With more infrequent transit usage, over a third (37 per cent) of Canadians view having a dedicated transit card or app as inconvenient – compared to about 1 in 5 (19 per cent) regular transit users surveyed pre-pandemic who found it cumbersome to pay for a ride, further highlighting the need for new contactless payment options where the rider can pay their fare without using tokens, tickets or passes.
“The rider experience needs to become more seamless if we hope to help entice Canadians to return to transit post-pandemic. Reducing fare friction, and specifically removing the obstacle of obtaining and loading dedicated transit passes on an ongoing basis, is one important factor when it comes to improving the customer journey,” said Andrew Yablonovsky, Associate Vice-President, Product Strategy and Growth, Interac Corp. “As the transportation sector moves to adopt contactless payments, debit has an important role to play in helping to make transit more accessible for Canadians who don’t have access to credit or want flexibility in how they pay for their trips.”
The Interac survey shows that more than eight in 10 Canadians surveyed (83 per cent) bring their bank card with them whenever they leave home, and two thirds of transit users (67 per cent) indicate they would be likely to pay for transit by tapping their debit or credit card, if the option was available.
The survey further shows that over half of Canadians participants (52 per cent) view transit use as being important for economic recovery, and seven in 10 surveyed (69 per cent) believe it would be easier for visitors to pay for transit using their bank card as opposed to tickets, tokens or passes.

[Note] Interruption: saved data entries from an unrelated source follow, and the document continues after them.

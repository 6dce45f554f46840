//! Plain container panel.
//!
//! A `Panel` owns a slot container with the default containment rules:
//! every child gets the panel's full rectangle as boundaries and positions
//! itself with `x`/`y` and anchors. Other containers build on the same
//! pattern with their own [`SlotLayout`] rules.

use tessera_skin::SkinFile;
use tessera_types::diag::Diagnostics;
use tessera_types::error::Result;
use tessera_types::input::InputState;
use tessera_types::{Color, ViewRect};

use crate::container::{DefaultLayout, PlaceError, SlotContainer, SlotId};
use crate::tab_order::TabOrder;
use crate::widget::{clicked_inside, DrawContext, UpdateContext, Widget, WidgetCore};

/// A skinnable rectangle that contains freely positioned children.
pub struct Panel {
    core: WidgetCore,
    slots: SlotContainer,
    layout: DefaultLayout,
    tab_order: TabOrder,
    face: Color,
    border: Color,
    pub draw_background: bool,
}

impl Panel {
    pub const DEFAULT_CATEGORY: &'static str = "Panel";

    pub fn new() -> Self {
        Self {
            core: WidgetCore::new(),
            slots: SlotContainer::new(),
            layout: DefaultLayout,
            tab_order: TabOrder::new(),
            face: Color::BLACK,
            border: Color::WHITE,
            draw_background: true,
        }
    }

    pub fn init(&mut self, skin: &SkinFile, category: Option<&str>) -> Result<()> {
        let category = category.unwrap_or(Self::DEFAULT_CATEGORY);
        self.face = skin.color(category, "Face")?;
        self.border = skin.color(category, "Border")?;
        self.core.set_size(100, 100);
        self.core.initialized = true;
        Ok(())
    }

    /// Create a slot and place the widget into it.
    pub fn add(&mut self, widget: Box<dyn Widget>) -> std::result::Result<SlotId, PlaceError> {
        let slot = self.slots.add_slot();
        match self.slots.place(widget, slot, &self.core, &self.layout) {
            Ok(()) => Ok(slot),
            Err(err) => {
                // An empty slot from a failed placement is not kept around.
                let _ = self.slots.remove_slot(slot);
                Err(err)
            }
        }
    }

    /// Close and detach a child; its slot goes too.
    pub fn remove(&mut self, slot: SlotId) -> Result<Option<Box<dyn Widget>>> {
        self.slots.remove_slot(slot)
    }

    pub fn slots(&self) -> &SlotContainer {
        &self.slots
    }

    pub fn slots_mut(&mut self) -> &mut SlotContainer {
        &mut self.slots
    }

    /// The Tab traversal cycle. Slots must be registered explicitly.
    pub fn tab_order_mut(&mut self) -> &mut TabOrder {
        &mut self.tab_order
    }

    /// Resize, negotiating with children's extents.
    pub fn set_size(&mut self, width: u32, height: u32, diag: &mut dyn Diagnostics) {
        let (old_w, old_h) = (self.core.width(), self.core.height());
        self.core.set_size(width, height);
        self.slots
            .make_size_valid(&mut self.core, &self.layout, old_w, old_h, diag);
    }
}

impl Default for Panel {
    fn default() -> Self {
        Self::new()
    }
}

impl Widget for Panel {
    fn core(&self) -> &WidgetCore {
        &self.core
    }

    fn core_mut(&mut self) -> &mut WidgetCore {
        &mut self.core
    }

    fn as_any(&self) -> &dyn std::any::Any {
        self
    }

    fn as_any_mut(&mut self) -> &mut dyn std::any::Any {
        self
    }

    fn update(&mut self, ctx: &mut UpdateContext<'_>) {
        let has_focus = self.core.has_focus;
        let under_mouse = self.core.under_mouse || ctx.input.mouse_in(self.core.visible_rect());

        if has_focus
            && ctx.input.key_pressed(tessera_types::input::Key::Tab)
            && !self.tab_order.is_empty()
        {
            let next = match self.slots.focused() {
                Some(current) => self
                    .tab_order
                    .next_after(current)
                    .or_else(|| self.tab_order.first()),
                None => self.tab_order.first(),
            };
            self.slots.set_focus(next);
        }

        self.slots
            .update(&self.core, &self.layout, ctx, has_focus, under_mouse);
    }

    fn draw(&self, ctx: &mut DrawContext<'_>, view: ViewRect) -> Result<()> {
        if self.draw_background {
            ctx.fill_rect(view, self.core.rect(), self.face)?;
            ctx.frame_rect(view, self.core.rect(), self.border)?;
        }
        self.slots.draw(ctx, view)
    }

    fn wants_focus(&self, input: &InputState) -> bool {
        clicked_inside(&self.core, input)
    }

    fn close(&mut self) {
        self.core.closed = true;
        self.slots.clear_children();
    }
}

#[cfg(test)]
mod tests {
    use super::*;
    use crate::runtime::FrameClock;
    use crate::test_utils::{probe, test_skin, MockBackend};
    use tessera_types::config::UiConfig;
    use tessera_types::diag::RecordingDiagnostics;

    fn make_panel() -> Panel {
        let skin = test_skin();
        let mut panel = Panel::new();
        panel.init(&skin, None).unwrap();
        let core = panel.core_mut();
        core.boundaries = ViewRect::new(0, 0, 400, 300);
        core.master_boundaries = core.boundaries;
        panel
    }

    #[test]
    fn add_places_child_with_panel_bounds() {
        let mut panel = make_panel();
        let slot = panel.add(Box::new(probe())).unwrap();
        let child = panel.slots().child(slot).unwrap();
        assert_eq!(child.core().boundaries, ViewRect::new(0, 0, 100, 100));
    }

    #[test]
    fn failed_add_does_not_leak_slot() {
        let mut panel = make_panel();
        let mut w = probe();
        w.core.initialized = false;
        let before = panel.slots().child_count();
        assert!(panel.add(Box::new(w)).is_err());
        assert_eq!(panel.slots().child_count(), before);
    }

    #[test]
    fn remove_returns_closed_child() {
        let mut panel = make_panel();
        let slot = panel.add(Box::new(probe())).unwrap();
        let removed = panel.remove(slot).unwrap().unwrap();
        assert!(removed.core().closed);
        assert!(!panel.slots().has_slot(slot));
    }

    #[test]
    fn set_size_negotiates_with_children() {
        let mut panel = make_panel();
        let mut diag = RecordingDiagnostics::new();
        panel.set_size(70, 70, &mut diag);
        let mut w = probe();
        w.core.min_width = 50;
        w.core.max_width = 80;
        panel.add(Box::new(w)).unwrap();

        panel.set_size(200, 70, &mut diag);
        assert_eq!(panel.core().width(), 80);
        assert!(diag.is_empty());
    }

    #[test]
    fn update_drives_children() {
        let mut panel = make_panel();
        let w = probe();
        let updates = w.updates.clone();
        panel.add(Box::new(w)).unwrap();

        let input = InputState::new();
        let clock = FrameClock::new();
        let config = UiConfig::default();
        let mut diag = RecordingDiagnostics::new();
        let mut ctx = UpdateContext {
            input: &input,
            clock: &clock,
            config: &config,
            diag: &mut diag,
        };
        panel.update(&mut ctx);
        assert_eq!(updates.get(), 1);
    }

    #[test]
    fn draw_paints_face_then_children() {
        let skin = test_skin();
        let mut panel = make_panel();
        panel.add(Box::new(probe())).unwrap();
        let mut backend = MockBackend::new();
        {
            let mut ctx = DrawContext::new(&mut backend);
            panel.draw(&mut ctx, ViewRect::new(0, 0, 400, 300)).unwrap();
        }
        let fills = backend.fill_rects();
        assert_eq!(fills[0].1, skin.color("Panel", "Face").unwrap());
        assert!(fills.len() > 1);
    }

    #[test]
    fn tab_key_cycles_registered_slots() {
        let mut panel = make_panel();
        panel.core_mut().has_focus = true;
        let first = panel.add(Box::new(probe())).unwrap();
        let second = panel.add(Box::new(probe())).unwrap();
        let mut diag = RecordingDiagnostics::new();
        panel.tab_order_mut().add(first, &mut diag);
        panel.tab_order_mut().add(second, &mut diag);

        let mut input = InputState::new();
        input.push_key(tessera_types::input::Key::Tab);
        let clock = FrameClock::new();
        let config = UiConfig::default();
        let mut ctx = UpdateContext {
            input: &input,
            clock: &clock,
            config: &config,
            diag: &mut diag,
        };
        panel.update(&mut ctx);
        assert_eq!(panel.slots().focused(), Some(first));

        let mut ctx = UpdateContext {
            input: &input,
            clock: &clock,
            config: &config,
            diag: &mut diag,
        };
        panel.update(&mut ctx);
        assert_eq!(panel.slots().focused(), Some(second));

        let mut ctx = UpdateContext {
            input: &input,
            clock: &clock,
            config: &config,
            diag: &mut diag,
        };
        panel.update(&mut ctx);
        assert_eq!(panel.slots().focused(), Some(first)); // wraps
    }

    #[test]
    fn close_closes_children() {
        let mut panel = make_panel();
        panel.add(Box::new(probe())).unwrap();
        panel.close();
        assert!(panel.core().closed);
        assert_eq!(panel.slots().child_count(), 0);
    }

    #[test]
    fn background_can_be_disabled() {
        let mut panel = make_panel();
        panel.draw_background = false;
        let mut backend = MockBackend::new();
        {
            let mut ctx = DrawContext::new(&mut backend);
            panel.draw(&mut ctx, ViewRect::new(0, 0, 400, 300)).unwrap();
        }
        assert_eq!(backend.fill_rect_count(), 0);
    }
}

“Our economy stands to benefit from greater transit ridership,” added Yablonovsky. “The way we approach payments will help transit networks in our cities become more welcoming to visitors, while influencing the degree to which local residents who rely on transit services most can have more control and choice over how they pay for their trips.”
Interac is working within the transit ecosystem to support the introduction of contactless debit payments. When transit authorities add Interac® Debit they are offering their riders a form of payment that almost 30 million Canadians already use for day-to-day purchases. The company has recently partnered with Moneris, which became the first acquirer in Canada to process Interac Debit for open loop payments. Interac Debit is now accepted on UP Express in Toronto offering riders a contactless payment option, and Translink in Metro Vancouver will soon enable Interac Debit into that network’s payment system.
“In the not-too-distant future, we hope that Canadians could have the option to use multiple means of public transportation in a seamless journey by making one single payment – for example integrating ride- or bike-sharing services with buses, trains, subways and other modes of transportation,” Yablonovsky said. “Digital payments will be important to developing these multi-modal mobility services to meet the future needs of Canadians.”
Other key findings from the Interac study:
Transit is seeing a slower than expected post-pandemic recovery: Daily transit ridership is struggling to recover following the COVID-19 pandemic, with the largest drop coming from Canadians earning less than $40,000 (40 per cent lower in August 2022 compared to before March 2020) and those aged between 18 and 34 (70 per cent lower in August 2022 compared to before March 2020).
Paying for transit should be as easy as any other daily purchase: Eight in 10 (82 per cent) Canadians agree that paying for transit should be as easy as buying a cup of coffee.
Transit is the green choice for Canadians: Nearly two thirds (65 per cent) of Canadians believe transit use is good for the environment.